● Assignment: Looking at the listing below, retype exactly the lines starting at the one containing "use crate::error::ServerError;" and ending at the one containing "swapped atomically on", both included, and nothing else.

● Data section:

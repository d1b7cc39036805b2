//! Cold-start restore of local tables from the logs.
//!
//! Each topic is replayed from offset 0 up to the end offset captured when
//! the replay starts, into one write transaction committed at the end. The
//! restore scope only performs raw inserts and removals: no projection, no
//! downstream actions and no publishing.

use ironvault_broker::{LogBroker, MessageDecoder, ReplayOutcome, ReplayStats, Replayer};
use tracing::info;

use crate::{
    dispatch::{Registry, Scope},
    error::{IamError, Result},
    store::IamStore,
};

/// Replays topics into a store.
#[derive(bon::Builder)]
pub struct Restorer<'a> {
    store: &'a IamStore,
    registry: &'a Registry,
    broker: &'a dyn LogBroker,
    /// Records read per broker call.
    #[builder(default = 500)]
    batch_size: usize,
    /// Skip records whose signature does not verify instead of failing.
    #[builder(default)]
    skip_on_wrong_signature: bool,
}

impl Restorer<'_> {
    /// Replays `topic`, verifying records with `decoder`.
    ///
    /// # Errors
    ///
    /// Returns the first broker, decode or apply error. Nothing from the
    /// topic is committed in that case.
    pub fn restore(&self, topic: &str, decoder: &MessageDecoder) -> Result<ReplayStats> {
        let mut txn = self.store.write()?;
        let replayed = Replayer::builder()
            .broker(self.broker)
            .decoder(decoder)
            .topic(topic)
            .batch_size(self.batch_size)
            .skip_on_wrong_signature(self.skip_on_wrong_signature)
            .build()
            .replay(|_offset, envelope| -> Result<ReplayOutcome, IamError> {
                Ok(match self.registry.apply(Scope::Restore, &mut txn, &envelope)? {
                    Some(_) => ReplayOutcome::Applied,
                    None => ReplayOutcome::Skipped,
                })
            });
        match replayed {
            Ok(stats) => {
                self.store.commit_unpublished(txn);
                info!(
                    topic,
                    applied = stats.applied,
                    skipped = stats.skipped,
                    end_offset = stats.end_offset,
                    "topic restored"
                );
                Ok(stats)
            },
            Err(e) => {
                txn.abort();
                Err(e)
            },
        }
    }
}
//! Node bootstrap.
//!
//! Resolves the backend configuration from the file or from the sealed copy a
//! previous run left in the state directory, then starts the backend.

use std::sync::Arc;

use ironvault_broker::LogBroker;
use ironvault_iam::{
    Backend, BackendOptions, BackendState, IdentitySystem,
    backend::{ConfigStorage, FileConfigStorage},
};
use snafu::ResultExt;
use tracing::info;

use crate::{
    config::Config,
    error::{BootstrapSnafu, Result},
};

/// Starts a backend for `config` against `broker` and `identity`.
///
/// A backend section in `config` is sealed into the state directory when it
/// differs from the stored one.
///
/// # Errors
///
/// Returns [`ServerError::Bootstrap`](crate::error::ServerError::Bootstrap)
/// if no configuration is available, it is invalid, or the backend fails to
/// restore its topics.
pub async fn bootstrap_node(
    config: &Config,
    broker: Arc<dyn LogBroker>,
    identity: Arc<dyn IdentitySystem>,
) -> Result<Backend> {
    let storage = FileConfigStorage::open(&config.state_dir).context(BootstrapSnafu)?;
    let state = BackendState::load(&storage).context(BootstrapSnafu)?;
    if let Some(backend) = &config.backend {
        persist_if_changed(&state, &storage, backend.clone())?;
    }
    let live = state.live().context(BootstrapSnafu)?;
    info!(
        state_dir = %config.state_dir.display(),
        self_topic = %live.topics.self_topic_name,
        root_topic = %live.topics.root_topic_name,
        "backend configuration loaded"
    );

    let options = BackendOptions::builder()
        .config(live)
        .broker(broker)
        .identity(identity)
        .replicas(config.replicas.clone())
        .maybe_group(config.consumer_group.clone())
        .build();
    Backend::start(options).await.context(BootstrapSnafu)
}

fn persist_if_changed(
    state: &BackendState,
    storage: &dyn ConfigStorage,
    backend: ironvault_iam::BackendConfig,
) -> Result<()> {
    if state.live().is_ok_and(|live| *live == backend) {
        return Ok(());
    }
    state.configure_persisted(storage, backend).context(BootstrapSnafu)
}

#[cfg(test)]
#[allow(clippy::unwrap_used, clippy::expect_used, clippy::disallowed_methods)]
mod tests {
    use ironvault_broker::MemoryBroker;
    use ironvault_iam::{BackendConfig, MemoryIdentitySystem};
    use ironvault_test_utils::{TestDir, TestKeys, test_broker_config, test_consumer_config, test_topics_config};
    use ironvault_types::{ErrorCode, HasErrorCode};

    use super::*;
    use crate::error::ServerError;

    fn backend_config() -> BackendConfig {
        BackendConfig {
            broker: test_broker_config(&TestKeys::generate()),
            topics: test_topics_config("root_source.auth", "auth", &TestKeys::generate()),
            consumer: test_consumer_config(),
        }
    }

    async fn bootstrap(config: &Config) -> Result<Backend> {
        bootstrap_node(config, Arc::new(MemoryBroker::new()), Arc::new(MemoryIdentitySystem::new())).await
    }

    #[tokio::test]
    async fn test_sealed_configuration_survives_restart() {
        let dir = TestDir::new();
        let mut config = Config { state_dir: dir.join("state"), ..Config::default() };
        config.backend = Some(backend_config());
        let first = bootstrap(&config).await.expect("first start");
        first.shutdown().await.expect("shutdown");

        config.backend = None;
        let second = bootstrap(&config).await.expect("from sealed state");
        assert_eq!(second.config().topics.self_topic_name, "auth");
        second.shutdown().await.expect("shutdown");
    }

    #[tokio::test]
    async fn test_missing_configuration_is_reported() {
        let dir = TestDir::new();
        let config = Config { state_dir: dir.join("state"), ..Config::default() };
        match bootstrap(&config).await {
            Err(ServerError::Bootstrap { source }) => assert_eq!(source.code(), ErrorCode::ObjectNotConfigured),
            other => panic!("expected NotConfigured, got {other:?}"),
        }
    }
}
//! Indexed in-memory transactional table store.
//!
//! - [`MemDb`] holds every table in an immutable snapshot swapped atomically on
//!   commit. Readers never block; one writer at a time.
//! - Tables are declared with [`TableSchema`] and [`IndexSchema`]; relations
//!   between tables with [`Relation`] inside a [`DbSchema`].
//! - [`WriteTxn`] enforces mandatory foreign keys and unique constraints on
//!   insert and implements the cascade engine: `delete`, `cascade_delete`,
//!   `archive`, `cascade_archive`, `restore` and `cascade_restore`.
//! - Every write transaction tracks coalesced [`Change`]s so callers can
//!   publish exactly what a commit changed.

#![deny(unsafe_code)]
#![warn(missing_docs)]

mod cascade;
mod db;
mod error;
mod index;
mod record;
mod schema;
mod table;

pub use db::{Change, MemDb, ReadTxn, Reader, WriteTxn, downcast};
pub use error::{Error, Result};
pub use index::{IndexKind, IndexSchema, Indexer, KEY_SEPARATOR, PRIMARY_INDEX};
pub use record::{ArchiveMark, Field, FieldValue, Record, TableRecord};
pub use schema::{DbSchema, Relation, TableSchema};
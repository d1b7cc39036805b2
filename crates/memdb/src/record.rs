//! Record abstraction and archive marks.
//!
//! The store holds type-erased [`Record`]s. Domain types implement the trait
//! through [`impl_record!`](crate::impl_record), which also declares the
//! static field list schema validation checks relations against.

use std::{any::Any, fmt, sync::Arc};

use serde::{Deserialize, Serialize};

/// Archive state of a record. A zero timestamp means live.
///
/// Serialized flattened into the owning object as `archiving_timestamp` and
/// `archiving_hash`.
#[derive(Debug, Clone, Copy, Default, PartialEq, Eq, Hash, Serialize, Deserialize)]
pub struct ArchiveMark {
    /// Unix seconds of the archive operation; 0 when live.
    #[serde(rename = "archiving_timestamp", default)]
    pub timestamp: i64,
    /// Random tag shared by every row archived in the same operation.
    #[serde(rename = "archiving_hash", default)]
    pub hash: i64,
}

impl ArchiveMark {
    /// The live mark.
    pub const LIVE: Self = Self { timestamp: 0, hash: 0 };

    /// A fresh mark stamped with the current time and a random hash.
    #[must_use]
    pub fn new() -> Self {
        Self { timestamp: chrono::Utc::now().timestamp().max(1), hash: rand::random::<i64>() }
    }

    /// Builds a mark from explicit parts.
    #[must_use]
    pub const fn at(timestamp: i64, hash: i64) -> Self {
        Self { timestamp, hash }
    }

    /// Whether the mark denotes a live record.
    #[must_use]
    pub const fn is_live(&self) -> bool {
        self.timestamp == 0
    }
}

/// Value of one record field as seen by indexers and relations.
#[derive(Debug, Clone, PartialEq, Eq)]
pub enum FieldValue {
    /// Single string (UUIDs are strings too).
    Str(String),
    /// String list.
    List(Vec<String>),
    /// Boolean.
    Bool(bool),
    /// Integer.
    Int(i64),
    /// Optional field holding nothing.
    Absent,
}

impl FieldValue {
    /// Individual string values, for relation traversal. Empty strings are skipped.
    #[must_use]
    pub fn strings(&self) -> Vec<String> {
        match self {
            Self::Str(s) if !s.is_empty() => vec![s.clone()],
            Self::List(items) => items.iter().filter(|s| !s.is_empty()).cloned().collect(),
            Self::Bool(b) => vec![b.to_string()],
            Self::Int(i) => vec![i.to_string()],
            _ => Vec::new(),
        }
    }
}

/// Conversion of a struct field into a [`FieldValue`], plus in-place list edits.
pub trait Field {
    /// Current value of the field.
    fn field_value(&self) -> FieldValue;

    /// Removes every occurrence of `value` from list fields. Returns whether
    /// anything changed; scalar fields never change.
    fn remove_list_value(&mut self, _value: &str) -> bool {
        false
    }
}

impl Field for String {
    fn field_value(&self) -> FieldValue {
        FieldValue::Str(self.clone())
    }
}

impl Field for Option<String> {
    fn field_value(&self) -> FieldValue {
        self.as_ref().map_or(FieldValue::Absent, |s| FieldValue::Str(s.clone()))
    }
}

impl Field for Vec<String> {
    fn field_value(&self) -> FieldValue {
        FieldValue::List(self.clone())
    }

    fn remove_list_value(&mut self, value: &str) -> bool {
        let before = self.len();
        self.retain(|item| item != value);
        self.len() != before
    }
}

impl Field for bool {
    fn field_value(&self) -> FieldValue {
        FieldValue::Bool(*self)
    }
}

impl Field for i64 {
    fn field_value(&self) -> FieldValue {
        FieldValue::Int(*self)
    }
}

impl Field for u64 {
    fn field_value(&self) -> FieldValue {
        FieldValue::Int(i64::try_from(*self).unwrap_or(i64::MAX))
    }
}

/// A row stored in a table.
pub trait Record: fmt::Debug + Send + Sync + 'static {
    /// Table (type tag) the record belongs to.
    fn table(&self) -> &'static str;

    /// Value of a named field, or `None` when the type has no such field.
    fn field(&self, name: &str) -> Option<FieldValue>;

    /// Archive mark, or `None` for non-archivable types.
    fn archive_mark(&self) -> Option<ArchiveMark>;

    /// Copy of the record carrying `mark`, or `None` for non-archivable types.
    fn with_archive_mark(&self, mark: ArchiveMark) -> Option<Arc<dyn Record>>;

    /// Copy of the record with `value` removed from the list field `field`,
    /// or `None` when nothing changed.
    fn without_list_value(&self, field: &str, value: &str) -> Option<Arc<dyn Record>>;

    /// Downcasting support.
    fn as_any(&self) -> &dyn Any;

    /// Structural equality with another type-erased record.
    fn eq_record(&self, other: &dyn Record) -> bool;

    /// Whether the record is live. Non-archivable records are always live.
    fn is_live(&self) -> bool {
        self.archive_mark().is_none_or(|m| m.is_live())
    }
}

/// Statically typed record with a fixed table name and field list.
pub trait TableRecord: Record + Clone + PartialEq {
    /// Table name.
    const TABLE: &'static str;
    /// Field names usable by indexes and relations.
    const FIELDS: &'static [&'static str];
}

/// Implements [`Record`] and [`TableRecord`] for a struct.
///
/// ```ignore
/// impl_record!(Tenant, table = "tenant", fields = [uuid, identifier], archivable);
/// impl_record!(Entity, table = "entity", fields = [uuid, name, user_id]);
/// ```
///
/// The `archivable` form expects an `archive_mark: ArchiveMark` field.
#[macro_export]
macro_rules! impl_record {
    (@list_edit $($field:ident),*) => {
        fn without_list_value(
            &self,
            field: &str,
            value: &str,
        ) -> ::core::option::Option<::std::sync::Arc<dyn $crate::Record>> {
            let mut copy = self.clone();
            let changed = match field {
                $(stringify!($field) => $crate::Field::remove_list_value(&mut copy.$field, value),)*
                _ => false,
            };
            if changed { Some(::std::sync::Arc::new(copy)) } else { None }
        }
    };

    (@common $ty:ty, $table:expr, [$($field:ident),*]) => {
        impl $crate::TableRecord for $ty {
            const TABLE: &'static str = $table;
            const FIELDS: &'static [&'static str] = &[$(stringify!($field)),*];
        }
    };

    ($ty:ty, table = $table:expr, fields = [$($field:ident),* $(,)?], archivable) => {
        $crate::impl_record!(@common $ty, $table, [$($field),*]);

        impl $crate::Record for $ty {
            fn table(&self) -> &'static str {
                $table
            }

            fn field(&self, name: &str) -> ::core::option::Option<$crate::FieldValue> {
                match name {
                    $(stringify!($field) => Some($crate::Field::field_value(&self.$field)),)*
                    _ => None,
                }
            }

            fn archive_mark(&self) -> ::core::option::Option<$crate::ArchiveMark> {
                Some(self.archive_mark)
            }

            fn with_archive_mark(
                &self,
                mark: $crate::ArchiveMark,
            ) -> ::core::option::Option<::std::sync::Arc<dyn $crate::Record>> {
                let mut copy = self.clone();
                copy.archive_mark = mark;
                Some(::std::sync::Arc::new(copy))
            }

            $crate::impl_record!(@list_edit $($field),*);

            fn as_any(&self) -> &dyn ::std::any::Any {
                self
            }

            fn eq_record(&self, other: &dyn $crate::Record) -> bool {
                other.as_any().downcast_ref::<Self>().is_some_and(|o| o == self)
            }
        }
    };

    ($ty:ty, table = $table:expr, fields = [$($field:ident),* $(,)?]) => {
        $crate::impl_record!(@common $ty, $table, [$($field),*]);

        impl $crate::Record for $ty {
            fn table(&self) -> &'static str {
                $table
            }

            fn field(&self, name: &str) -> ::core::option::Option<$crate::FieldValue> {
                match name {
                    $(stringify!($field) => Some($crate::Field::field_value(&self.$field)),)*
                    _ => None,
                }
            }

            fn archive_mark(&self) -> ::core::option::Option<$crate::ArchiveMark> {
                None
            }

            fn with_archive_mark(
                &self,
                _mark: $crate::ArchiveMark,
            ) -> ::core::option::Option<::std::sync::Arc<dyn $crate::Record>> {
                None
            }

            $crate::impl_record!(@list_edit $($field),*);

            fn as_any(&self) -> &dyn ::std::any::Any {
                self
            }

            fn eq_record(&self, other: &dyn $crate::Record) -> bool {
                other.as_any().downcast_ref::<Self>().is_some_and(|o| o == self)
            }
        }
    };

}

● Solution to this exercise:
    use crate::error::ServerError;

    fn backend_config() -> BackendConfig {
        BackendConfig {
            broker: test_broker_config(&TestKeys::generate()),
            topics: test_topics_config("root_source.auth", "auth", &TestKeys::generate()),
            consumer: test_consumer_config(),
        }
    }

    async fn bootstrap(config: &Config) -> Result<Backend> {
        bootstrap_node(config, Arc::new(MemoryBroker::new()), Arc::new(MemoryIdentitySystem::new())).await
    }

    #[tokio::test]
    async fn test_sealed_configuration_survives_restart() {
        let dir = TestDir::new();
        let mut config = Config { state_dir: dir.join("state"), ..Config::default() };
        config.backend = Some(backend_config());
        let first = bootstrap(&config).await.expect("first start");
        first.shutdown().await.expect("shutdown");

        config.backend = None;
        let second = bootstrap(&config).await.expect("from sealed state");
        assert_eq!(second.config().topics.self_topic_name, "auth");
        second.shutdown().await.expect("shutdown");
    }

    #[tokio::test]
    async fn test_missing_configuration_is_reported() {
        let dir = TestDir::new();
        let config = Config { state_dir: dir.join("state"), ..Config::default() };
        match bootstrap(&config).await {
            Err(ServerError::Bootstrap { source }) => assert_eq!(source.code(), ErrorCode::ObjectNotConfigured),
            other => panic!("expected NotConfigured, got {other:?}"),
        }
    }
}
//! Indexed in-memory transactional table store.
//!
//! - [`MemDb`] holds every table in an immutable snapshot swapped atomically on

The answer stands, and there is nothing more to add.